En el extremo opuesto habría de situarse al gran Pericles, a quien consideraban como un caprichoso, un excéntrico, al preferir la compañía, la conversación y las caricias de Aspasia de Mileto, su amante y confidente.

En la cima de la civilización griega, en la aristocracia, se consolida una homosexualidad de naturaleza cultural, ajena a cualquier tipo de trastorno fisiológico o emocional. Los hombres maduros se reúnen en el gimnasio (gymnos quiere decir desnudo) para mirar la ‘desnudez deportiva’ de los atletas y, muchas veces, elegir compañero de habitación.

En tanto ideal amoroso, la atracción entre varones se instala durante un período relativamente definido de la vida griega: quizás desde el siglo VII a.C. hasta alcanzar los decenios finales del siglo IV a.C., con mayor énfasis a lo largo del siglo V a.C. (el Siglo de Pericles), después de las victorias de Maratón y Salamina.

Hay pocas referencias a este hábito en Homero (siglo VIII a.C.), fuera de la amistad amorosa –erotiké– desarrollada entre Patroclo y Aquiles. Ya en las décadas medias del siglo IV a.C. los grandes artistas aprecian con mayor ardor la belleza femenina. Praxíteles multiplica sus estatuas de Afrodita y, de igual modo, en la cerámica de esos años son más frecuentes el desnudo femenino y las escenas de familia. Dado que casi surge y desaparece junto a ella, habría que entender el erotismo de la Grecia clásica a manera de fruto cultural de la polis.

El dominio de Alejandro Magno, la instauración de regímenes autoritarios y, al final, la dominación del imperio romano, fomentarán los valores de la vida privada, la familia y la mujer: su centro ineludible.
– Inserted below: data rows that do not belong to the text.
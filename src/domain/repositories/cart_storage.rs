//! Session-scoped key-value storage for persisted carts.

use async_trait::async_trait;

/// Errors raised by cart storage backends.
#[derive(Debug, thiserror::Error)]
pub enum CartStorageError {
    #[error("cart storage connection error: {0}")]
    Connection(String),

    #[error("cart storage operation error: {0}")]
    Operation(String),
}

/// Result type for cart storage operations.
pub type CartStorageResult<T> = Result<T, CartStorageError>;

/// Key-value capability holding one serialized cart per session key.
///
/// Entries are expected to disappear when the session ends; backends with
/// native expiry (Redis) apply the session TTL on every write.
///
/// # Implementations
///
/// - [`crate::infrastructure::session::RedisCartStorage`] - Redis with TTL
/// - [`crate::infrastructure::session::MemoryCartStorage`] - In-process map
#[cfg_attr(test, mockall::automock)]
#[async_trait]
pub trait CartStorage: Send + Sync {
    /// Reads the blob stored under `key`.
    async fn get(&self, key: &str) -> CartStorageResult<Option<String>>;

    /// Replaces the blob stored under `key`.
    async fn set(&self, key: &str, blob: &str) -> CartStorageResult<()>;

    /// Deletes the blob stored under `key`. Missing keys are not an error.
    async fn remove(&self, key: &str) -> CartStorageResult<()>;

    /// Checks that the backend is reachable.
    async fn health_check(&self) -> bool;
}
//! HTTP request handlers for API endpoints.
//!
//! Each handler module corresponds to a logical grouping of endpoints.

pub mod books;
pub mod cart;
pub mod health;
pub mod session;

pub use books::{categories_handler, get_book_handler, list_books_handler};
pub use cart::{
    add_cart_item_handler, clear_cart_handler, get_cart_handler, remove_cart_item_handler,
    update_cart_item_handler,
};
pub use health::health_handler;
pub use session::create_session_handler;
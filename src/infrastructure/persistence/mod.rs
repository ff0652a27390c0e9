//! Catalog repository implementations.
//!
//! - [`PgBookRepository`] - PostgreSQL `books` table via SQLx
//! - [`MemoryBookRepository`] - In-process catalog for tests and demos

pub mod memory_book_repository;
pub mod pg_book_repository;

pub use memory_book_repository::MemoryBookRepository;
pub use pg_book_repository::PgBookRepository;
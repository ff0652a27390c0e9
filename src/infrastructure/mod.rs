//! Infrastructure layer for external integrations.
//!
//! This layer implements interfaces defined by the domain layer, providing
//! concrete implementations for the catalog store and cart session storage.
//!
//! # Modules
//!
//! - [`persistence`] - Catalog repositories (PostgreSQL and in-memory)
//! - [`session`] - Cart storage backends (Redis and in-memory)

pub mod persistence;
pub mod session;
//! Handler for cart session issuance.

use axum::{Json, extract::State, http::StatusCode};

use crate::api::dto::cart::SessionResponse;
use crate::error::AppError;
use crate::state::AppState;

/// Issues a new cart session id.
///
/// # Endpoint
///
/// `POST /api/session`
///
/// # Response
///
/// **201 Created**
///
/// ```json
/// { "sessionId": "3q2-7wAAAAAAAAAAAAAAAA" }
/// ```
///
/// Clients send the id back in the `X-Session-Id` header on cart requests.
pub async fn create_session_handler(
    State(state): State<AppState>,
) -> Result<(StatusCode, Json<SessionResponse>), AppError> {
    let session_id = state.cart_service.start_session()?;
    Ok((StatusCode::CREATED, Json(SessionResponse { session_id })))
}
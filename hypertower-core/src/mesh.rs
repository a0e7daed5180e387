/// Triangle meshes for struts and rings
use nalgebra::{Point3, Vector3};
use std::f64::consts::TAU;

use crate::surface::{RingSpec, StrutSegment};
use crate::tower::TowerGeometry;

/// Sides of the prism drawn around each strut.
pub const STRUT_SIDES: usize = 6;
/// Segments around a ring's circumference.
pub const RING_SEGMENTS: usize = 48;
/// Sides of a ring's tube cross-section.
pub const RING_SIDES: usize = 4;

/// A 3D vertex with position and normal
#[derive(Debug, Clone, Copy, PartialEq)]
pub struct Vertex {
    pub position: Point3<f32>,
    pub normal: Vector3<f32>,
}

impl Vertex {
    pub fn new(x: f32, y: f32, z: f32, nx: f32, ny: f32, nz: f32) -> Self {
        Self {
            position: Point3::new(x, y, z),
            normal: Vector3::new(nx, ny, nz),
        }
    }

    fn from_f64(position: Point3<f64>, normal: Vector3<f64>) -> Self {
        Self {
            position: position.cast::<f32>(),
            normal: normal.cast::<f32>(),
        }
    }
}

/// A triangle face defined by three vertices
#[derive(Debug, Clone, PartialEq)]
pub struct Triangle {
    pub vertices: [Vertex; 3],
}

impl Triangle {
    pub fn new(v0: Vertex, v1: Vertex, v2: Vertex) -> Self {
        Self {
            vertices: [v0, v1, v2],
        }
    }

    /// Face normal from the winding order, zero for degenerate faces.
    pub fn calculate_normal(&self) -> Vector3<f32> {
        let v0 = self.vertices[0].position;
        let v1 = self.vertices[1].position;
        let v2 = self.vertices[2].position;

        (v1 - v0)
            .cross(&(v2 - v0))
            .try_normalize(f32::EPSILON)
            .unwrap_or_else(Vector3::zeros)
    }
}

/// A 3D mesh composed of triangles
#[derive(Debug, Clone, Default, PartialEq)]
pub struct Mesh {
    pub triangles: Vec<Triangle>,
}

impl Mesh {
    pub fn new() -> Self {
        Self {
            triangles: Vec::new(),
        }
    }

    pub fn with_capacity(capacity: usize) -> Self {
        Self {
            triangles: Vec::with_capacity(capacity),
        }
    }

    pub fn add_triangle(&mut self, triangle: Triangle) {
        self.triangles.push(triangle);
    }

    pub fn append(&mut self, other: Mesh) {
        self.triangles.extend(other.triangles);
    }

    pub fn is_empty(&self) -> bool {
        self.triangles.is_empty()
    }

    fn quad(&mut self, corners: [(Point3<f64>, Vector3<f64>); 4]) {
        let [a, b, c, d] = corners.map(|(p, n)| Vertex::from_f64(p, n));
        self.add_triangle(Triangle::new(a, b, c));
        self.add_triangle(Triangle::new(a, c, d));
    }
}

/// Two unit vectors completing an orthonormal basis with `axis`.
fn perpendiculars(axis: Vector3<f64>) -> (Vector3<f64>, Vector3<f64>) {
    let helper = if axis.x.abs() < 0.9 {
        Vector3::x()
    } else {
        Vector3::y()
    };
    let first = axis.cross(&helper).normalize();
    let second = axis.cross(&first);
    (first, second)
}

/// Capped prism of `sides` faces around a strut.
///
/// Zero-length struts yield an empty mesh.
pub fn strut_mesh(strut: &StrutSegment, radius: f64, sides: usize) -> Mesh {
    let sides = sides.max(3);
    let length = strut.length();
    if length < f64::EPSILON {
        return Mesh::new();
    }

    let axis = (strut.end - strut.start) / length;
    let (u, v) = perpendiculars(axis);
    let offsets: Vec<Vector3<f64>> = (0..sides)
        .map(|i| {
            let angle = TAU * i as f64 / sides as f64;
            u * angle.cos() + v * angle.sin()
        })
        .collect();

    let mut mesh = Mesh::with_capacity(sides * 4);
    for i in 0..sides {
        let next = (i + 1) % sides;
        let (n0, n1) = (offsets[i], offsets[next]);
        mesh.quad([
            (strut.start + n0 * radius, n0),
            (strut.start + n1 * radius, n1),
            (strut.end + n1 * radius, n1),
            (strut.end + n0 * radius, n0),
        ]);

        let cap = |center: Point3<f64>, normal: Vector3<f64>, a: Vector3<f64>, b: Vector3<f64>| {
            Triangle::new(
                Vertex::from_f64(center, normal),
                Vertex::from_f64(center + a * radius, normal),
                Vertex::from_f64(center + b * radius, normal),
            )
        };
        mesh.add_triangle(cap(strut.start, -axis, n1, n0));
        mesh.add_triangle(cap(strut.end, axis, n0, n1));
    }
    mesh
}

/// Torus tube following a horizontal ring.
///
/// A ring of zero radius collapses to nothing.
pub fn ring_mesh(ring: &RingSpec, tube_radius: f64, segments: usize, sides: usize) -> Mesh {
    let segments = segments.max(3);
    let sides = sides.max(3);
    if ring.radius < f64::EPSILON {
        return Mesh::new();
    }

    let point = |i: usize, j: usize| {
        let around = TAU * (i % segments) as f64 / segments as f64;
        let tube = TAU * (j % sides) as f64 / sides as f64;
        let outward = Vector3::new(around.cos(), 0.0, around.sin());
        let normal = outward * tube.cos() + Vector3::y() * tube.sin();
        let center = Point3::new(0.0, ring.height, 0.0) + outward * ring.radius;
        (center + normal * tube_radius, normal)
    };

    let mut mesh = Mesh::with_capacity(segments * sides * 2);
    for i in 0..segments {
        for j in 0..sides {
            mesh.quad([point(i, j), point(i + 1, j), point(i + 1, j + 1), point(i, j + 1)]);
        }
    }
    mesh
}

/// Mesh every strut and ring of a tower.
///
/// Rings use the strut thickness for their tube.
pub fn tower_mesh(geometry: &TowerGeometry, strut_radius: f64) -> Mesh {
    let mut mesh = Mesh::with_capacity(
        geometry.struts.len() * STRUT_SIDES * 4 + geometry.rings.len() * RING_SEGMENTS * RING_SIDES * 2,
    );
    for strut in &geometry.struts {
        mesh.append(strut_mesh(strut, strut_radius, STRUT_SIDES));
    }
    for ring in &geometry.rings {
        mesh.append(ring_mesh(ring, strut_radius, RING_SEGMENTS, RING_SIDES));
    }
    mesh
}

#[cfg(test)]
mod tests {
    use super::*;
    use crate::surface::Helicity;
    use approx::assert_relative_eq;

    fn strut(start: Point3<f64>, end: Point3<f64>) -> StrutSegment {
        StrutSegment {
            start,
            end,
            section: 0,
            family: Helicity::Positive,
        }
    }

    #[test]
    fn test_strut_mesh_counts() {
        let mesh = strut_mesh(&strut(Point3::origin(), Point3::new(0.0, 10.0, 0.0)), 0.5, 6);
        // 6 side quads plus 6 triangles per cap.
        assert_eq!(mesh.triangles.len(), 24);
    }

    #[test]
    fn test_strut_mesh_radius() {
        let mesh = strut_mesh(&strut(Point3::origin(), Point3::new(0.0, 10.0, 0.0)), 0.5, 8);
        for triangle in &mesh.triangles {
            for vertex in &triangle.vertices {
                let p = vertex.position;
                let planar = (p.x * p.x + p.z * p.z).sqrt();
                assert!(planar < 0.5 + 1e-5);
                assert!(p.y >= -1e-5 && p.y <= 10.0 + 1e-5);
            }
        }
    }

    #[test]
    fn test_zero_length_strut() {
        let p = Point3::new(1.0, 2.0, 3.0);
        assert!(strut_mesh(&strut(p, p), 0.5, 6).is_empty());
    }

    #[test]
    fn test_ring_mesh() {
        let ring = RingSpec {
            radius: 20.0,
            height: 5.0,
            section: 0,
        };
        let mesh = ring_mesh(&ring, 0.5, 16, 4);
        assert_eq!(mesh.triangles.len(), 16 * 4 * 2);
        for triangle in &mesh.triangles {
            for vertex in &triangle.vertices {
                let p = vertex.position;
                let planar = (p.x * p.x + p.z * p.z).sqrt();
                assert!((planar - 20.0).abs() <= 0.5 + 1e-4);
                assert!((p.y - 5.0).abs() <= 0.5 + 1e-4);
            }
        }
    }

    #[test]
    fn test_collapsed_ring() {
        let ring = RingSpec {
            radius: 0.0,
            height: 5.0,
            section: 0,
        };
        assert!(ring_mesh(&ring, 0.5, 16, 4).is_empty());
    }

    #[test]
    fn test_face_normal() {
        let triangle = Triangle::new(
            Vertex::new(0.0, 0.0, 0.0, 0.0, 0.0, 1.0),
            Vertex::new(1.0, 0.0, 0.0, 0.0, 0.0, 1.0),
            Vertex::new(0.0, 1.0, 0.0, 0.0, 0.0, 1.0),
        );
        assert_relative_eq!(triangle.calculate_normal(), Vector3::new(0.0, 0.0, 1.0));
    }

    #[test]
    fn test_degenerate_face_normal() {
        let v = Vertex::new(1.0, 1.0, 1.0, 0.0, 0.0, 0.0);
        let triangle = Triangle::new(v, v, v);
        assert_eq!(triangle.calculate_normal(), Vector3::zeros());
    }

    #[test]
    fn test_tower_mesh() {
        let spec = crate::params::TowerSpec {
            section_count: 1,
            strut_count: 4,
            show_rings: false,
            ..Default::default()
        };
        let tower = crate::tower::build_tower(&spec);
        let mesh = tower_mesh(&tower, spec.strut_radius);
        assert_eq!(mesh.triangles.len(), 8 * STRUT_SIDES * 4);
    }
}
La homosexualidad griega, entendida como ideal erótico aristocrático, prácticamente se extingue en el siglo III a.C.

Pero Aristóteles, el poderoso Estagirita, ha dicho que la mujer es un macho deteriorado, y hasta el siglo XIII todos murmuran y acatan esa frase desoladora. Los corazones feudales están turbados de obediencia (o de pavor) ante lo divino. Tan sólo el mundo heroico de los caballeros armados (el desafiante universo ceremonial de Amadís de Gaula y Tirant lo Blanc) será capaz de burlar la prescripción aristotélica y plegarse a la pasión de “muchachas tan blancas que se ve pasar el vino por su garganta”.

Aristóteles desapareció hace ya veinticuatro siglos y el tiempo ha desgastado sus palabras ultrajantes. Es obvio que el griego no conoció a La Pasionaria, a Golda Meir ni a la señora Merkel. El arbitrio femenino rige hoy en la fábrica, en el arte, en la oficina, en la política. Toda la mitología masculina de nuestro tiempo cabecea entre la voluntad de la mujer-sujeto y el paroxismo por la mujer-objeto. Nos columpiamos de la sesera de Simone de Beauvoir a las ancas inextinguibles de Marilyn; de la tirante energía de la señora Thatcher a la lascivia tersa de Madonna. De la impasible potestad de Hillary a la venezolana sonrisa indoblegable de María Corina Machado.

En esta materia, Aristóteles erraba. La mujer no es un macho averiado o inconcluso. Acaso todo lo contrario. De un modo u otro, Sigmund Freud se tomó la tarea de convencernos. Hoy, felizmente, el gran Pericles no figuraría como un atolondrado. En nuestro mundo ha germinado la semilla de su Aspasia. Y, de verdad, nada se me ocurre como más placentero.